In August 2015, Micromax Informatics invested in MiMedia.

In January 2016, MiMedia announced that it has raised a $15 million Series C round from a number of global family offices.

On March 22, 2022 MiMedia began trading on the Toronto Venture Exchange (TSXV) under the symbol: "MIM" via a reverse takeover transaction.

== Description of Business ==
MiMedia has built the MiMedia Platform, a next generation consumer cloud platform that enables consumers to access all their personal content (photos, videos, music, documents, SMS and contacts), on any device or operating system, whenever they want.
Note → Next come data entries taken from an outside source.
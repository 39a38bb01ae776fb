//! The chunk-pool engine.
//!
//! A [`Pool`] owns an ordered list of raw regions obtained from a
//! [`RawAllocator`], carves each region into equally sized chunks through a
//! [`SegregatedStorage`], and serves single chunks or contiguous runs far
//! faster than a general-purpose heap. Region sizes grow geometrically:
//! every grow doubles the chunk count requested next time, optionally capped
//! by `max_size`.
//!
//! The engine is single-threaded and non-reentrant by design; it performs no
//! internal synchronisation. Wrap it in a mutex (see [`crate::singleton`])
//! when sharing across threads.
//!
//! # Memory layout
//!
//! ```text
//! region:  [ chunk 0 | chunk 1 | ... | chunk N-1 | pad | next base | next size ]
//!                                                       `----------trailer---'
//! ```
//!
//! Every chunk is `partition_size` bytes: the least common multiple of the
//! requested size and the platform word sizes, so a free chunk can hold the
//! free-list link and the trailer lands aligned.

use core::fmt;
use core::ptr::{self, NonNull};

use tracing::{debug, trace};

use crate::block::{BlockPtr, TRAILER_SIZE};
use crate::raw_alloc::{RawAllocator, SystemAllocator};
use crate::storage::SegregatedStorage;
use crate::utils::lcm;

/// Smallest admissible chunk stride: a free chunk must hold a pointer and the
/// region trailer must hold a `usize`, so every stride is a multiple of both.
pub const MIN_CHUNK_ALIGN: usize =
    lcm(core::mem::size_of::<*mut u8>(), core::mem::size_of::<usize>());

/// Growth parameters of a pool.
#[derive(Debug, Clone, Copy, PartialEq, Eq)]
pub struct PoolConfig {
    /// Number of chunks to request from the user allocator on the next grow.
    /// Doubles after every grow. Must be at least 1.
    pub next_size: usize,
    /// Cap on `next_size`, expressed in requested-size units (`0` means
    /// unlimited): a single grow never exceeds `max_size * requested_size`
    /// bytes worth of chunks.
    pub max_size: usize,
}

impl Default for PoolConfig {
    fn default() -> Self {
        Self { next_size: 32, max_size: 0 }
    }
}

/// Fast fixed-chunk allocator over user-provided raw regions.
///
/// All chunks served by one pool have the same effective size,
/// [`Pool::partition_size`]. Allocation is amortised O(1); the ordered
/// variants additionally keep the free list sorted by address, which enables
/// contiguous-run allocation, [`Pool::release_memory`] and the typed pool's
/// destructor sweep.
///
/// Deallocation performs no verification: passing a pointer that did not
/// come from the same pool is undefined behaviour, which is why the
/// `deallocate` family is `unsafe`.
pub struct Pool<A: RawAllocator = SystemAllocator> {
    store: SegregatedStorage,
    /// First block record; the rest of the list lives in region trailers,
    /// ascending by base address.
    list: BlockPtr,
    raw: A,
    requested_size: usize,
    next_size: usize,
    start_size: usize,
    max_size: usize,
}

impl Pool<SystemAllocator> {
    /// Creates an empty pool serving chunks of `requested_size` bytes,
    /// backed by the system allocator, with default growth parameters.
    ///
    /// No memory is requested until the first allocation.
    ///
    /// # Panics
    ///
    /// Panics if `requested_size` is zero.
    pub fn new(requested_size: usize) -> Self {
        Self::with_config(requested_size, PoolConfig::default())
    }

    /// Creates an empty pool with explicit growth parameters.
    ///
    /// # Panics
    ///
    /// Panics if `requested_size` or `config.next_size` is zero.
    pub fn with_config(requested_size: usize, config: PoolConfig) -> Self {
        Self::with_allocator(requested_size, config, SystemAllocator::new())
    }
}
The MiMedia Platform enables consumers to access their content on any device by integrating seven apps into one platform – desktop apps for PC & Mac, smartphone apps for iOS & Android, tablet apps for iOS & Android and a web app that works on all browsers.

== Business Model ==
MiMedia operates a business model that is recurring, high-margin and diversified with multiple revenue streams:

1. Subscriptions / Freemium model: Free storage plan and multiple paid plans to upgrade for more storage.
2. Mobile Advertising: Non-intrusive advertisements within the smartphone gallery.
3. Value Added Services: Photo printing, premium photo editing and digital scanning, among others.

MiMedia may either share in the revenue generated with its partners or charge a license fee per user of its software. Branding in these deals is either "MiMedia" or ingredient, "powered-by MiMedia" branding. Selection and deployment of revenue streams will depend on target country dynamics. MiMedia's revenue streams are deployed and generating revenue today, with MiMedia's primary revenue engine of mobile advertisements showing strong and consistent metrics at scale that support the core model's go-forward assumptions.

MiMedia's partners assume the major cost components typical of MiMedia's business model, thus driving higher margins for MiMedia.